> [Exercise]: Transcribe all of the data, leaving nothing out and changing nothing.

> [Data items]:
impl Coordinator {
    pub fn new(browser: Arc<dyn TabHost>, config: AppConfig) -> Self {
        let state = CoordinatorState {
            tracker: FixTracker::new(config.processed_url_capacity),
            pending: HashMap::new(),
            next_ticket: 0,
        };
        Self {
            browser,
            config,
            state: Arc::new(Mutex::new(state)),
        }
    }

    pub async fn handle_signal(&self, signal: BrowserSignal) -> RewriteOutcome {
        match signal {
            BrowserSignal::NavigationCompleted {
                tab_id,
                frame_id,
                url,
            } => {
                if frame_id != MAIN_FRAME_ID {
                    return RewriteOutcome::NoAction(SkipReason::IgnoredSignal);
                }
                self.process_candidate(tab_id, Some(url.as_str()))
            }
            BrowserSignal::TabUpdated {
                tab_id,
                status,
                url,
            } => {
                if status.as_deref() != Some(TAB_STATUS_COMPLETE) {
                    return RewriteOutcome::NoAction(SkipReason::IgnoredSignal);
                }
                self.process_candidate(tab_id, url.as_deref())
            }
            BrowserSignal::TabActivated { tab_id } => match self.browser.get_tab(tab_id).await {
                Ok(Some(tab)) => self.process_candidate(tab.id, tab.url.as_deref()),
                Ok(None) => RewriteOutcome::NoAction(SkipReason::IgnoredSignal),
                Err(err) => {
                    warn!(?err, %tab_id, "failed to look up activated tab");
                    RewriteOutcome::NoAction(SkipReason::IgnoredSignal)
                }
            },
            BrowserSignal::WindowFocusChanged { window_id } if window_id == WINDOW_ID_NONE => {
                RewriteOutcome::NoAction(SkipReason::IgnoredSignal)
            }
            BrowserSignal::WindowFocusChanged { .. }
            | BrowserSignal::Startup
            | BrowserSignal::Installed => self.check_active_tab().await,
            BrowserSignal::TabRemoved { tab_id } => {
                self.forget_tab(tab_id);
                RewriteOutcome::NoAction(SkipReason::IgnoredSignal)
            }
        }
    }

    /// Runs the rewrite-once pipeline for one candidate URL. Spawns the
    /// delayed rewrite, so it must run inside a tokio runtime.
    pub(crate) fn process_candidate(&self, tab_id: TabId, url: Option<&str>) -> RewriteOutcome {
        let outcome = self.try_schedule(tab_id, url);
        match &outcome {
            RewriteOutcome::Scheduled { url: fixed, .. } => {
                info!(
                    %tab_id,
                    from = url.unwrap_or_default(),
                    to = %fixed,
                    delay_ms = self.config.rewrite_delay_ms,
                    "scheduled satellite url rewrite"
                );
            }
            RewriteOutcome::NoAction(reason) => {
                debug!(%tab_id, reason = reason.as_str(), "no rewrite needed");
            }
        }
        outcome
    }

    fn try_schedule(&self, tab_id: TabId, url: Option<&str>) -> RewriteOutcome {
        let url = match url {
            Some(url) if !url.is_empty() => url,
            _ => return RewriteOutcome::NoAction(SkipReason::MissingUrl),
        };
        if !is_satellite_view(url) {
            return RewriteOutcome::NoAction(SkipReason::NotSatelliteView);
        }

        let mut state = self.state.lock();
        if state.tracker.is_tab_fixed(tab_id) {
            return RewriteOutcome::NoAction(SkipReason::TabAlreadyFixed);
        }
        if state.tracker.is_url_processed(url) {
            return RewriteOutcome::NoAction(SkipReason::UrlAlreadyProcessed);
        }

        let fixed = match add_region_param_for(url, &self.config.region_code) {
            Some(fixed) if fixed != url => fixed,
            _ => return RewriteOutcome::NoAction(SkipReason::AlreadyCorrect),
        };

        // Mark before the delay: later signals for this navigation stop at the gates above.
        state.tracker.mark_tab_fixed(tab_id);
        state.tracker.mark_url_processed(url);

        state.next_ticket += 1;
        let ticket = state.next_ticket;
        let handle = self.spawn_rewrite(tab_id, fixed.clone(), ticket);
        if let Some(previous) = state.pending.insert(tab_id, PendingRewrite { ticket, handle }) {
            previous.handle.abort();
        }

        RewriteOutcome::Scheduled { tab_id, url: fixed }
    }

    fn spawn_rewrite(&self, tab_id: TabId, url: String, ticket: u64) -> JoinHandle<()> {
        let browser = Arc::clone(&self.browser);
        let state = Arc::clone(&self.state);
        let delay = self.config.rewrite_delay();
        tokio::spawn(async move {
            sleep(delay).await;
            {
                let mut state = state.lock();
                if state.pending.get(&tab_id).map(|p| p.ticket) == Some(ticket) {
                    state.pending.remove(&tab_id);
                }
            }
            apply_rewrite(browser.as_ref(), tab_id, &url).await;
        })
    }

    async fn check_active_tab(&self) -> RewriteOutcome {
        match self.browser.active_tab().await {
            Ok(Some(tab)) => self.process_candidate(tab.id, tab.url.as_deref()),
            Ok(None) => RewriteOutcome::NoAction(SkipReason::IgnoredSignal),
            Err(err) => {
                warn!(?err, "failed to query active tab");
                RewriteOutcome::NoAction(SkipReason::IgnoredSignal)
            }
        }
    }

    /// Forgets a closed tab: cancels its pending rewrite and unmarks it.
    pub fn forget_tab(&self, tab_id: TabId) {
        let mut state = self.state.lock();
        if state.cancel_pending(tab_id) {
            debug!(%tab_id, "cancelled pending rewrite for closed tab");
        }
        state.tracker.unmark_tab(tab_id);
    }

    pub fn is_tab_fixed(&self, tab_id: TabId) -> bool {
        self.state.lock().tracker.is_tab_fixed(tab_id)
    }

    pub fn pending_rewrites(&self) -> usize {
        self.state.lock().pending.len()
    }

    pub fn rewrite_delay(&self) -> Duration {
        self.config.rewrite_delay()
    }
}

async fn apply_rewrite(browser: &dyn TabHost, tab_id: TabId, url: &str) {
    match browser.get_tab(tab_id).await {
        Ok(Some(_)) => match browser.update_tab_url(tab_id, url).await {
            Ok(()) => info!(%tab_id, %url, "applied satellite url rewrite"),
            Err(err) => warn!(?err, %tab_id, "failed to update tab url"),
        },
        Ok(None) => debug!(%tab_id, "tab closed before rewrite fired"),
        Err(err) => debug!(?err, %tab_id, "tab lookup failed; abandoning rewrite"),
    }
}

> [Problem solution]:
impl Coordinator {
    pub fn new(browser: Arc<dyn TabHost>, config: AppConfig) -> Self {
        let state = CoordinatorState {
            tracker: FixTracker::new(config.processed_url_capacity),
            pending: HashMap::new(),
            next_ticket: 0,
        };
        Self {
            browser,
            config,
            state: Arc::new(Mutex::new(state)),
        }
    }

    pub async fn handle_signal(&self, signal: BrowserSignal) -> RewriteOutcome {
        match signal {
            BrowserSignal::NavigationCompleted {
                tab_id,
                frame_id,
                url,
            } => {
                if frame_id != MAIN_FRAME_ID {
                    return RewriteOutcome::NoAction(SkipReason::IgnoredSignal);
                }
                self.process_candidate(tab_id, Some(url.as_str()))
            }
            BrowserSignal::TabUpdated {
                tab_id,
                status,
                url,
            } => {
                if status.as_deref() != Some(TAB_STATUS_COMPLETE) {
                    return RewriteOutcome::NoAction(SkipReason::IgnoredSignal);
                }
                self.process_candidate(tab_id, url.as_deref())
            }
            BrowserSignal::TabActivated { tab_id } => match self.browser.get_tab(tab_id).await {
                Ok(Some(tab)) => self.process_candidate(tab.id, tab.url.as_deref()),
                Ok(None) => RewriteOutcome::NoAction(SkipReason::IgnoredSignal),
                Err(err) => {
                    warn!(?err, %tab_id, "failed to look up activated tab");
                    RewriteOutcome::NoAction(SkipReason::IgnoredSignal)
                }
            },
            BrowserSignal::WindowFocusChanged { window_id } if window_id == WINDOW_ID_NONE => {
                RewriteOutcome::NoAction(SkipReason::IgnoredSignal)
            }
            BrowserSignal::WindowFocusChanged { .. }
            | BrowserSignal::Startup
            | BrowserSignal::Installed => self.check_active_tab().await,
            BrowserSignal::TabRemoved { tab_id } => {
                self.forget_tab(tab_id);
                RewriteOutcome::NoAction(SkipReason::IgnoredSignal)
            }
        }
    }

    /// Runs the rewrite-once pipeline for one candidate URL. Spawns the
    /// delayed rewrite, so it must run inside a tokio runtime.
    pub(crate) fn process_candidate(&self, tab_id: TabId, url: Option<&str>) -> RewriteOutcome {
        let outcome = self.try_schedule(tab_id, url);
        match &outcome {
            RewriteOutcome::Scheduled { url: fixed, .. } => {
                info!(
                    %tab_id,
                    from = url.unwrap_or_default(),
                    to = %fixed,
                    delay_ms = self.config.rewrite_delay_ms,
                    "scheduled satellite url rewrite"
                );
            }
            RewriteOutcome::NoAction(reason) => {
                debug!(%tab_id, reason = reason.as_str(), "no rewrite needed");
            }
        }
        outcome
    }

    fn try_schedule(&self, tab_id: TabId, url: Option<&str>) -> RewriteOutcome {
        let url = match url {
            Some(url) if !url.is_empty() => url,
            _ => return RewriteOutcome::NoAction(SkipReason::MissingUrl),
        };
        if !is_satellite_view(url) {
            return RewriteOutcome::NoAction(SkipReason::NotSatelliteView);
        }

        let mut state = self.state.lock();
        if state.tracker.is_tab_fixed(tab_id) {
            return RewriteOutcome::NoAction(SkipReason::TabAlreadyFixed);
        }
        if state.tracker.is_url_processed(url) {
            return RewriteOutcome::NoAction(SkipReason::UrlAlreadyProcessed);
        }

        let fixed = match add_region_param_for(url, &self.config.region_code) {
            Some(fixed) if fixed != url => fixed,
            _ => return RewriteOutcome::NoAction(SkipReason::AlreadyCorrect),
        };

        // Mark before the delay: later signals for this navigation stop at the gates above.
        state.tracker.mark_tab_fixed(tab_id);
        state.tracker.mark_url_processed(url);

        state.next_ticket += 1;
        let ticket = state.next_ticket;
        let handle = self.spawn_rewrite(tab_id, fixed.clone(), ticket);
        if let Some(previous) = state.pending.insert(tab_id, PendingRewrite { ticket, handle }) {
            previous.handle.abort();
        }

        RewriteOutcome::Scheduled { tab_id, url: fixed }
    }

    fn spawn_rewrite(&self, tab_id: TabId, url: String, ticket: u64) -> JoinHandle<()> {
        let browser = Arc::clone(&self.browser);
        let state = Arc::clone(&self.state);
        let delay = self.config.rewrite_delay();
        tokio::spawn(async move {
            sleep(delay).await;
            {
                let mut state = state.lock();
                if state.pending.get(&tab_id).map(|p| p.ticket) == Some(ticket) {
                    state.pending.remove(&tab_id);
                }
            }
            apply_rewrite(browser.as_ref(), tab_id, &url).await;
        })
    }

    async fn check_active_tab(&self) -> RewriteOutcome {
        match self.browser.active_tab().await {
            Ok(Some(tab)) => self.process_candidate(tab.id, tab.url.as_deref()),
            Ok(None) => RewriteOutcome::NoAction(SkipReason::IgnoredSignal),
            Err(err) => {
                warn!(?err, "failed to query active tab");
                RewriteOutcome::NoAction(SkipReason::IgnoredSignal)
            }
        }
    }

    /// Forgets a closed tab: cancels its pending rewrite and unmarks it.
    pub fn forget_tab(&self, tab_id: TabId) {
        let mut state = self.state.lock();
        if state.cancel_pending(tab_id) {
            debug!(%tab_id, "cancelled pending rewrite for closed tab");
        }
        state.tracker.unmark_tab(tab_id);
    }

    pub fn is_tab_fixed(&self, tab_id: TabId) -> bool {
        self.state.lock().tracker.is_tab_fixed(tab_id)
    }

    pub fn pending_rewrites(&self) -> usize {
        self.state.lock().pending.len()
    }

    pub fn rewrite_delay(&self) -> Duration {
        self.config.rewrite_delay()
    }
}

async fn apply_rewrite(browser: &dyn TabHost, tab_id: TabId, url: &str) {
    match browser.get_tab(tab_id).await {
        Ok(Some(_)) => match browser.update_tab_url(tab_id, url).await {
            Ok(()) => info!(%tab_id, %url, "applied satellite url rewrite"),
            Err(err) => warn!(?err, %tab_id, "failed to update tab url"),
        },
        Ok(None) => debug!(%tab_id, "tab closed before rewrite fired"),
        Err(err) => debug!(?err, %tab_id, "tab lookup failed; abandoning rewrite"),
    }
}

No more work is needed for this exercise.